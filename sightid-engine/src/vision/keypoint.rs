//! Multi-scale local keypoint descriptor and ratio-test scorer
//!
//! Photos are resampled onto a fixed ladder of level sizes (long side
//! `LADDER_TOP` divided by powers of `SCALE_STEP`). Two photos of the same
//! pattern at different resolutions therefore share pyramid levels, and a
//! pattern photographed from a different distance lines up with a
//! neighboring level of the other photo.
//!
//! On every level, FAST-9 corners are thinned by non-maximum suppression and
//! described by a 4×4 grid of 8-bin gradient orientation histograms over a
//! 16×16 patch of that level (128 values, L2-normalized). The keypoint
//! budget is split across levels by level area.

use image::imageops::{self, FilterType};
use image::{GrayImage, Luma, RgbImage};
use imageproc::corners::{corners_fast9, Corner};
use imageproc::definitions::Image;
use imageproc::gradients::{horizontal_sobel, vertical_sobel};
use serde::{Deserialize, Serialize};
use std::f32::consts::PI;

/// Default FAST intensity threshold
pub const DEFAULT_FAST_THRESHOLD: u8 = 20;

/// Default cap on keypoints kept per photo (all levels together)
pub const DEFAULT_MAX_KEYPOINTS: usize = 500;

/// Default Lowe ratio for the nearest/second-nearest test
pub const DEFAULT_RATIO: f32 = 0.8;

/// Long side of the largest ladder level
const LADDER_TOP: f32 = 1024.0;
/// Size ratio between neighboring levels
const SCALE_STEP: f32 = 1.2;
const MAX_LEVELS: usize = 8;
/// Levels whose short side drops below this are not built
const MIN_LEVEL_SIDE: u32 = 32;
/// Corners closer than this (level pixels) to a stronger one are dropped
const SUPPRESSION_RADIUS: u32 = 3;

const PATCH_RADIUS: u32 = 8;
const CELLS: usize = 4;
const CELL_SIZE: usize = 4;
const BINS: usize = 8;
const DESCRIPTOR_LEN: usize = CELLS * CELLS * BINS;

type Gradient = Image<Luma<i16>>;

/// Histogram entries are capped at this value before renormalizing
const ENTRY_CAP: f32 = 0.2;

/// One local feature: photo location, pyramid scale and descriptor vector
#[derive(Debug, Clone, PartialEq, Serialize, Deserialize)]
pub struct Keypoint {
    pub x: u32,
    pub y: u32,
    /// Level size relative to the photo (1.0 = full resolution)
    pub scale: f32,
    pub descriptor: Vec<f32>,
}

/// All local features of one photo
#[derive(Debug, Clone, Default, PartialEq, Serialize, Deserialize)]
pub struct KeypointSet {
    pub keypoints: Vec<Keypoint>,
}

impl KeypointSet {
    pub fn len(&self) -> usize {
        self.keypoints.len()
    }

    pub fn is_empty(&self) -> bool {
        self.keypoints.is_empty()
    }
}

/// Size of one pyramid level
#[derive(Debug, Clone, Copy, PartialEq)]
pub struct PyramidLevel {
    pub width: u32,
    pub height: u32,
    pub scale: f32,
}

/// Ladder levels usable for a `width`×`height` photo, largest first
///
/// Levels larger than the photo are skipped so nothing is upsampled.
pub fn pyramid_levels(width: u32, height: u32) -> Vec<PyramidLevel> {
    let long_side = width.max(height);
    let mut levels = Vec::new();
    if long_side == 0 {
        return levels;
    }

    for step in 0.. {
        let side = (LADDER_TOP / SCALE_STEP.powi(step)).round() as u32;
        if side > long_side {
            continue;
        }

        let scale = side as f32 / long_side as f32;
        let level = PyramidLevel {
            width: ((width as f32 * scale).round() as u32).max(1),
            height: ((height as f32 * scale).round() as u32).max(1),
            scale,
        };
        if level.width.min(level.height) < MIN_LEVEL_SIDE {
            break;
        }

        levels.push(level);
        if levels.len() == MAX_LEVELS {
            break;
        }
    }

    levels
}

/// Keypoint descriptor extractor
#[derive(Debug, Clone, Copy)]
pub struct KeypointExtractor {
    fast_threshold: u8,
    max_keypoints: usize,
}

impl KeypointExtractor {
    pub fn new(fast_threshold: u8, max_keypoints: usize) -> Self {
        Self {
            fast_threshold,
            max_keypoints,
        }
    }

    /// Detect and describe keypoints of a normalized photo on every level
    pub fn extract(&self, image: &RgbImage) -> KeypointSet {
        let gray = imageops::grayscale(image);
        let levels = pyramid_levels(gray.width(), gray.height());
        let total_area: f32 = levels.iter().map(|l| (l.width * l.height) as f32).sum();

        let mut remaining = self.max_keypoints;
        let mut keypoints = Vec::new();

        for level in &levels {
            let share = (level.width * level.height) as f32 / total_area;
            let budget = ((self.max_keypoints as f32 * share).round() as usize).min(remaining);
            if budget == 0 {
                continue;
            }

            let found = if (level.width, level.height) == gray.dimensions() {
                self.extract_level(&gray, level, budget)
            } else {
                let resized = imageops::resize(&gray, level.width, level.height, FilterType::Triangle);
                self.extract_level(&resized, level, budget)
            };

            remaining -= found.len();
            keypoints.extend(found);
        }

        KeypointSet { keypoints }
    }

    fn extract_level(&self, image: &GrayImage, level: &PyramidLevel, budget: usize) -> Vec<Keypoint> {
        let (width, height) = image.dimensions();

        let mut corners: Vec<Corner> = corners_fast9(image, self.fast_threshold)
            .into_iter()
            .filter(|c| {
                c.x >= PATCH_RADIUS
                    && c.y >= PATCH_RADIUS
                    && c.x + PATCH_RADIUS <= width
                    && c.y + PATCH_RADIUS <= height
            })
            .collect();

        // Strongest first; position breaks ties so the order is reproducible
        corners.sort_by(|a, b| {
            b.score
                .total_cmp(&a.score)
                .then(a.y.cmp(&b.y))
                .then(a.x.cmp(&b.x))
        });
        let corners = suppress_non_maxima(corners, width, height, budget);

        let gx = horizontal_sobel(image);
        let gy = vertical_sobel(image);

        corners
            .iter()
            .map(|c| Keypoint {
                x: (c.x as f32 / level.scale).round() as u32,
                y: (c.y as f32 / level.scale).round() as u32,
                scale: level.scale,
                descriptor: describe_patch(&gx, &gy, c.x, c.y),
            })
            .collect()
    }
}

impl Default for KeypointExtractor {
    fn default() -> Self {
        Self::new(DEFAULT_FAST_THRESHOLD, DEFAULT_MAX_KEYPOINTS)
    }
}

/// Keep at most `budget` corners, none within `SUPPRESSION_RADIUS` of a
/// stronger kept one. `sorted` must be strongest first.
fn suppress_non_maxima(sorted: Vec<Corner>, width: u32, height: u32, budget: usize) -> Vec<Corner> {
    let mut taken = vec![false; (width * height) as usize];
    let mut kept = Vec::with_capacity(budget.min(sorted.len()));

    for corner in sorted {
        if kept.len() == budget {
            break;
        }
        if taken[(corner.y * width + corner.x) as usize] {
            continue;
        }

        let y_end = (corner.y + SUPPRESSION_RADIUS).min(height - 1);
        let x_end = (corner.x + SUPPRESSION_RADIUS).min(width - 1);
        for y in corner.y.saturating_sub(SUPPRESSION_RADIUS)..=y_end {
            for x in corner.x.saturating_sub(SUPPRESSION_RADIUS)..=x_end {
                taken[(y * width + x) as usize] = true;
            }
        }
        kept.push(corner);
    }

    kept
}

fn describe_patch(gx: &Gradient, gy: &Gradient, cx: u32, cy: u32) -> Vec<f32> {
    let mut hist = vec![0f32; DESCRIPTOR_LEN];
    let x0 = cx - PATCH_RADIUS;
    let y0 = cy - PATCH_RADIUS;
    let side = (PATCH_RADIUS * 2) as usize;

    for py in 0..side {
        for px in 0..side {
            let x = x0 + px as u32;
            let y = y0 + py as u32;
            let dx = f32::from(gx.get_pixel(x, y).0[0]);
            let dy = f32::from(gy.get_pixel(x, y).0[0]);
            let magnitude = (dx * dx + dy * dy).sqrt();
            if magnitude == 0.0 {
                continue;
            }

            let angle = dy.atan2(dx) + PI;
            let bin = ((angle / (2.0 * PI) * BINS as f32) as usize) % BINS;
            let cell = (py / CELL_SIZE) * CELLS + (px / CELL_SIZE);
            hist[cell * BINS + bin] += magnitude;
        }
    }

    normalize(&mut hist);
    for value in hist.iter_mut() {
        *value = value.min(ENTRY_CAP);
    }
    normalize(&mut hist);
    hist
}

fn normalize(values: &mut [f32]) {
    let norm = values.iter().map(|v| v * v).sum::<f32>().sqrt();
    if norm > 0.0 {
        for v in values.iter_mut() {
            *v /= norm;
        }
    }
}

fn squared_distance(a: &[f32], b: &[f32]) -> f32 {
    a.iter().zip(b.iter()).map(|(x, y)| (x - y) * (x - y)).sum()
}

/// Count ratio-test matches of `a` against `b`; higher is more similar
///
/// A descriptor in `a` matches when its nearest neighbor in `b` is closer
/// than `ratio` times the second nearest. Fewer than two descriptors in `b`
/// yields zero.
pub fn ratio_test_matches(a: &KeypointSet, b: &KeypointSet, ratio: f32) -> u32 {
    if b.len() < 2 {
        return 0;
    }

    let ratio_sq = ratio * ratio;
    let mut good = 0u32;

    for query in &a.keypoints {
        let mut best = f32::INFINITY;
        let mut second = f32::INFINITY;
        for candidate in &b.keypoints {
            let d = squared_distance(&query.descriptor, &candidate.descriptor);
            if d < best {
                second = best;
                best = d;
            } else if d < second {
                second = d;
            }
        }

        if best < ratio_sq * second {
            good += 1;
        }
    }

    good
}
++++++++
Reproduce exactly the stretch of the material above that starts at the line with "let side = (LADDER_TOP" and ends at the line with "#[derive(Debug, Clone, Copy)]", both included, and nothing else.

        let side = (LADDER_TOP / SCALE_STEP.powi(step)).round() as u32;
        if side > long_side {
            continue;
        }

        let scale = side as f32 / long_side as f32;
        let level = PyramidLevel {
            width: ((width as f32 * scale).round() as u32).max(1),
            height: ((height as f32 * scale).round() as u32).max(1),
            scale,
        };
        if level.width.min(level.height) < MIN_LEVEL_SIDE {
            break;
        }

        levels.push(level);
        if levels.len() == MAX_LEVELS {
            break;
        }
    }

    levels
}

/// Keypoint descriptor extractor
#[derive(Debug, Clone, Copy)]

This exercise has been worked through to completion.